- **Extracted records**:
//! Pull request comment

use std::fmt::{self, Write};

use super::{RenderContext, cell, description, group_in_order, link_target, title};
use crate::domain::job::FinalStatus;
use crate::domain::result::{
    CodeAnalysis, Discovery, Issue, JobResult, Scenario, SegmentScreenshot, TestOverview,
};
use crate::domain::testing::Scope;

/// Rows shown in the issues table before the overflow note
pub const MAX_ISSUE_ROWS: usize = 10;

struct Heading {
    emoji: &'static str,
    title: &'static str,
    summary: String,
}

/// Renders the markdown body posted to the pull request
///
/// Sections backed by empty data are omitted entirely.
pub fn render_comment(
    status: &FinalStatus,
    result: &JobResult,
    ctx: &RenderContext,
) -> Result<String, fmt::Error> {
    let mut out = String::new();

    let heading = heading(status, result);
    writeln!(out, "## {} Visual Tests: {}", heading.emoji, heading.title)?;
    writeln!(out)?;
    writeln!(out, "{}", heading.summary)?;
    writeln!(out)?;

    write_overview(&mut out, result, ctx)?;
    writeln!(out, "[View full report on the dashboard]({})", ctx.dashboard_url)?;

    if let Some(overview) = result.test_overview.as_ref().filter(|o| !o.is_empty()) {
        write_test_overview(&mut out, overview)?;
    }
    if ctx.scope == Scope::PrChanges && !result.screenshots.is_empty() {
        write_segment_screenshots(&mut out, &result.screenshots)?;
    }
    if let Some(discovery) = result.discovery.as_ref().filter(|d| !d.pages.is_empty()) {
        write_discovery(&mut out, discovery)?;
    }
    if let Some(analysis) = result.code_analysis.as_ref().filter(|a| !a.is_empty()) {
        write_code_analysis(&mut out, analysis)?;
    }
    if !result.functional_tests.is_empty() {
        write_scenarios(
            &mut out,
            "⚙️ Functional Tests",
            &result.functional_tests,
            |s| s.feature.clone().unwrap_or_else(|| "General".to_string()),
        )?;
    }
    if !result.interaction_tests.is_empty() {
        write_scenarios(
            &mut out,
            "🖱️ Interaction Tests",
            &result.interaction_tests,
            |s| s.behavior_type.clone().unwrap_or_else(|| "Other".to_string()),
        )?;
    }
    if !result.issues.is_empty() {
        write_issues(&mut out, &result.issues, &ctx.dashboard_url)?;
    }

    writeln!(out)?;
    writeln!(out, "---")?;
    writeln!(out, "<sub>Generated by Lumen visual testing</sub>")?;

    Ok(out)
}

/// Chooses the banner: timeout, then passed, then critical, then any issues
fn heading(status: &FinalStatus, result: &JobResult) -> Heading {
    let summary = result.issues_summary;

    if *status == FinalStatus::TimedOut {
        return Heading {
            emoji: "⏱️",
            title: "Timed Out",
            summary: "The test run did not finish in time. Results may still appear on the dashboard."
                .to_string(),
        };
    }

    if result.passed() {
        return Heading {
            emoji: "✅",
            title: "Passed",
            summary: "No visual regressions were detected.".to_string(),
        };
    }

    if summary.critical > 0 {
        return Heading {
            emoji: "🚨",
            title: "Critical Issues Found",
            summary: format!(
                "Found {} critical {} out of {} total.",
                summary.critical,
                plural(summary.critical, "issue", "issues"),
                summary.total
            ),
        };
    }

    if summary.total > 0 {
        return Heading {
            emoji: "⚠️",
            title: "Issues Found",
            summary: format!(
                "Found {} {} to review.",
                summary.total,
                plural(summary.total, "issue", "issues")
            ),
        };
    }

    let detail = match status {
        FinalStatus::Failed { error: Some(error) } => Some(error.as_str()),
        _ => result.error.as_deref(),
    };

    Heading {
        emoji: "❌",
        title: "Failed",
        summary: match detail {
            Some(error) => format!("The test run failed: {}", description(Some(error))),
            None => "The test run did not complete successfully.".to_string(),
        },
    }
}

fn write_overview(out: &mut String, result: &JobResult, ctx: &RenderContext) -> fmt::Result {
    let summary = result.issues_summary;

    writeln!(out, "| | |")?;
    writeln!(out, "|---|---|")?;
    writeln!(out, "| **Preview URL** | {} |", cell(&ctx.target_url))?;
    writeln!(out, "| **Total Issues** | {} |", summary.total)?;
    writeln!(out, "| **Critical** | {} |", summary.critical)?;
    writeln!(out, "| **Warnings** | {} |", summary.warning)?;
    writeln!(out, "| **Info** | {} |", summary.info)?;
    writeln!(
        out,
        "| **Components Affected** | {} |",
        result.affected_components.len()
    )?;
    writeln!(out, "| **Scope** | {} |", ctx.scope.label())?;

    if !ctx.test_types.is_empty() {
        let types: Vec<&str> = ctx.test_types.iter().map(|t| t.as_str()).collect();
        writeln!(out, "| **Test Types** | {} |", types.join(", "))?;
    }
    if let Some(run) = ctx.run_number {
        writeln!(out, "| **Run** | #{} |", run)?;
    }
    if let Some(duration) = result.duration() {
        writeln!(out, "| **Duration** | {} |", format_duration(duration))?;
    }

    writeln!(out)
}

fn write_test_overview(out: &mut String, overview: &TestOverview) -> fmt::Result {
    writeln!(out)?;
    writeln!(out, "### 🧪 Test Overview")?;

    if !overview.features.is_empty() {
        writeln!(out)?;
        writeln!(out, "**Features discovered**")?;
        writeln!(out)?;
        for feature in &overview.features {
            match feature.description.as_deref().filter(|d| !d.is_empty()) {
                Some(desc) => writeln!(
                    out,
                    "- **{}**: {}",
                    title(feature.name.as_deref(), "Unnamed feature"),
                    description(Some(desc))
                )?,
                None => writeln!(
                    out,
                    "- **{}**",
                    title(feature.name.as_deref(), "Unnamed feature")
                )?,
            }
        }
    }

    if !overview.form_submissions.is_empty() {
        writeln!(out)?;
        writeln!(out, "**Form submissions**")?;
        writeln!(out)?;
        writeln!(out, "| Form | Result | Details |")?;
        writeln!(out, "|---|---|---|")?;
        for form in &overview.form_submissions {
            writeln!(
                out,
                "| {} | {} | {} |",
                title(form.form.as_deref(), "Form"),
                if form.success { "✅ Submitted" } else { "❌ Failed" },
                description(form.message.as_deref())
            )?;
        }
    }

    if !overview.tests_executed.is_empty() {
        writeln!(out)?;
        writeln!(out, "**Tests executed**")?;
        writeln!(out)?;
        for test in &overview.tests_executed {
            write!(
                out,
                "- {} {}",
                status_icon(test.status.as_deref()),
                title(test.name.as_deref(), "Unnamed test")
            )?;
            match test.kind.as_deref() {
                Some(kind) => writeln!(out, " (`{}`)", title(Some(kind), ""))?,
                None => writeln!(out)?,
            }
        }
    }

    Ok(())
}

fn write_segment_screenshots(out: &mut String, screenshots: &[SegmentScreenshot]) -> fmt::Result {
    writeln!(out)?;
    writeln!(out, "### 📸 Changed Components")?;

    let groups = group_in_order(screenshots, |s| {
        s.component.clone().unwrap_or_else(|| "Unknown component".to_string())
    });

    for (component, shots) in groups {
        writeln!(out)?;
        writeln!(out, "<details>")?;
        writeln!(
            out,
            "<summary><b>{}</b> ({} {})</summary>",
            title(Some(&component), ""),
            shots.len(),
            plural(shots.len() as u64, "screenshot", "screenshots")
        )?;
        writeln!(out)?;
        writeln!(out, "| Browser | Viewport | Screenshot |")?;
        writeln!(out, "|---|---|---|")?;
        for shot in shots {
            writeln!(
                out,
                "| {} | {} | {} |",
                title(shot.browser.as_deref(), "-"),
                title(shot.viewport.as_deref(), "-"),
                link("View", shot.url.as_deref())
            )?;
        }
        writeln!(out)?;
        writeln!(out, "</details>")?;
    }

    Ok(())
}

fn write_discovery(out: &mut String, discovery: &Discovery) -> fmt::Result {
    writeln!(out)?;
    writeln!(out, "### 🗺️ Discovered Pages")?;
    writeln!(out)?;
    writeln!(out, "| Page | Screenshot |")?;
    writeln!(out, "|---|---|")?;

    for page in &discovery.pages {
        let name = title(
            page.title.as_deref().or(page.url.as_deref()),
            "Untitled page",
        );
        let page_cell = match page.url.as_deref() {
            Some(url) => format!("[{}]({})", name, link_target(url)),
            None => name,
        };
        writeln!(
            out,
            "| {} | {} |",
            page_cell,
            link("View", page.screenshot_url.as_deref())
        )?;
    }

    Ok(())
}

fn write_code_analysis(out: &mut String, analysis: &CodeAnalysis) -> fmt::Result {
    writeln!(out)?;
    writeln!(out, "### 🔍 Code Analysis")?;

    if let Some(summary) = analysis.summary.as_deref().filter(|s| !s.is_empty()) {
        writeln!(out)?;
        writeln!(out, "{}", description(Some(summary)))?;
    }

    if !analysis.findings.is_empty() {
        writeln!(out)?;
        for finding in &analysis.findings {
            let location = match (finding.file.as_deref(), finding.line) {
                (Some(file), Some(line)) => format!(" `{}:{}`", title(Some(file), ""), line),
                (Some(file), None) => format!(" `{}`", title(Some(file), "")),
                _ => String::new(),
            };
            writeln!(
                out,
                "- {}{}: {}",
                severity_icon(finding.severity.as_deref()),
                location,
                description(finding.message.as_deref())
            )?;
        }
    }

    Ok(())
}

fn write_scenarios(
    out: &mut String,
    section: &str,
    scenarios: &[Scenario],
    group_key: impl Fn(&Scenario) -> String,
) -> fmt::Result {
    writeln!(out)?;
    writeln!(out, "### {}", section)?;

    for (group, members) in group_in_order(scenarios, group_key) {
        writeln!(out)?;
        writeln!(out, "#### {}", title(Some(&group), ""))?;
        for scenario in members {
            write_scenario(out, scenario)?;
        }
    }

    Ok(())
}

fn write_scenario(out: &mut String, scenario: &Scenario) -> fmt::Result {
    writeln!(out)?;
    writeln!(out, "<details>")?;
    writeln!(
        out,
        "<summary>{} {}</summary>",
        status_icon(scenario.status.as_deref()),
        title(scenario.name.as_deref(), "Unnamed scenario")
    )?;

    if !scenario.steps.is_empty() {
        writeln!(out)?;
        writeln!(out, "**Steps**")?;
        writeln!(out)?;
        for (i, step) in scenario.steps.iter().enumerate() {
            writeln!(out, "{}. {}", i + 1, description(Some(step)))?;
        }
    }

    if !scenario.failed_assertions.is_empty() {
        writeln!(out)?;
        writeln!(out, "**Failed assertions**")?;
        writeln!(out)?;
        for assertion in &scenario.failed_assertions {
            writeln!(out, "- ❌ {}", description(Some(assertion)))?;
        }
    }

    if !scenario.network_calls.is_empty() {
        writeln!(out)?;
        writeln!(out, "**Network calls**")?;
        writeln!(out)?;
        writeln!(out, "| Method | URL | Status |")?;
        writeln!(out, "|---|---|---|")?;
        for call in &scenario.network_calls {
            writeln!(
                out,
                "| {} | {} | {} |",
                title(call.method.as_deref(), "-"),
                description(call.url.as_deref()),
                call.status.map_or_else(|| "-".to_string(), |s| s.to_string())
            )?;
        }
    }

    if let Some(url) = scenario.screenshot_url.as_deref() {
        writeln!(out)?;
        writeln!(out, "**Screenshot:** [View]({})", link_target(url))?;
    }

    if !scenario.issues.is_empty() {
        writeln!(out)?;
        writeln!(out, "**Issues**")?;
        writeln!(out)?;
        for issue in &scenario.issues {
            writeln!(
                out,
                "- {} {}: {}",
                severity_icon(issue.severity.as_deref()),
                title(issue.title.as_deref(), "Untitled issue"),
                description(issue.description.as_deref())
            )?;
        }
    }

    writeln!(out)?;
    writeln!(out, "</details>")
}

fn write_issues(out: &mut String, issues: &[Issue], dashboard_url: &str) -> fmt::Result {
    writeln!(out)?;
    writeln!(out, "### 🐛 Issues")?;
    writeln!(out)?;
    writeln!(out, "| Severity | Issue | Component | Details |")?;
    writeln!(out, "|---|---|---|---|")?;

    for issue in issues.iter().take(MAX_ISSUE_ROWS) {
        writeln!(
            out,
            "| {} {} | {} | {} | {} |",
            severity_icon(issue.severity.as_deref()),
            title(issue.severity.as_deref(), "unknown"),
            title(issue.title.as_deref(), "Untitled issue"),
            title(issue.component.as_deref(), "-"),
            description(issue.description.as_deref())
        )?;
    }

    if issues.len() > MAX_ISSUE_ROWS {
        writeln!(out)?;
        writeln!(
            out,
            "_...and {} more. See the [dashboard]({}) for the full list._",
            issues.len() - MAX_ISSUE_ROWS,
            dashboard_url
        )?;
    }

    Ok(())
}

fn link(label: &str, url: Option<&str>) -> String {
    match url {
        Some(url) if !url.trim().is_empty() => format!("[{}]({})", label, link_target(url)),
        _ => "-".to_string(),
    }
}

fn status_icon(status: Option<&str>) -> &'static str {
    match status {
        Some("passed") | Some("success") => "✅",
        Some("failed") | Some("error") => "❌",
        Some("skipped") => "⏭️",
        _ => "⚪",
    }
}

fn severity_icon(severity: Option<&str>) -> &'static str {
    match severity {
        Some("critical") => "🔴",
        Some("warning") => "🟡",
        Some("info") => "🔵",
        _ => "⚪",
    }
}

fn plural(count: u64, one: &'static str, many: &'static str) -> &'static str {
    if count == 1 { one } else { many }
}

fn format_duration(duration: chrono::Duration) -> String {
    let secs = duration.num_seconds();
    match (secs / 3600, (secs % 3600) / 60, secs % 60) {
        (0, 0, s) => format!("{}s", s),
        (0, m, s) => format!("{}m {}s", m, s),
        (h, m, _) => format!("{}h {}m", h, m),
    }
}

- **WHAT YOU SHOULD DO**:
Set down the lines above as they stand, starting with the first line and ending with the line that contains "the overflow note".

- **OUTPUT BELOW**:
//! Pull request comment

use std::fmt::{self, Write};

use super::{RenderContext, cell, description, group_in_order, link_target, title};
use crate::domain::job::FinalStatus;
use crate::domain::result::{
    CodeAnalysis, Discovery, Issue, JobResult, Scenario, SegmentScreenshot, TestOverview,
};
use crate::domain::testing::Scope;

/// Rows shown in the issues table before the overflow note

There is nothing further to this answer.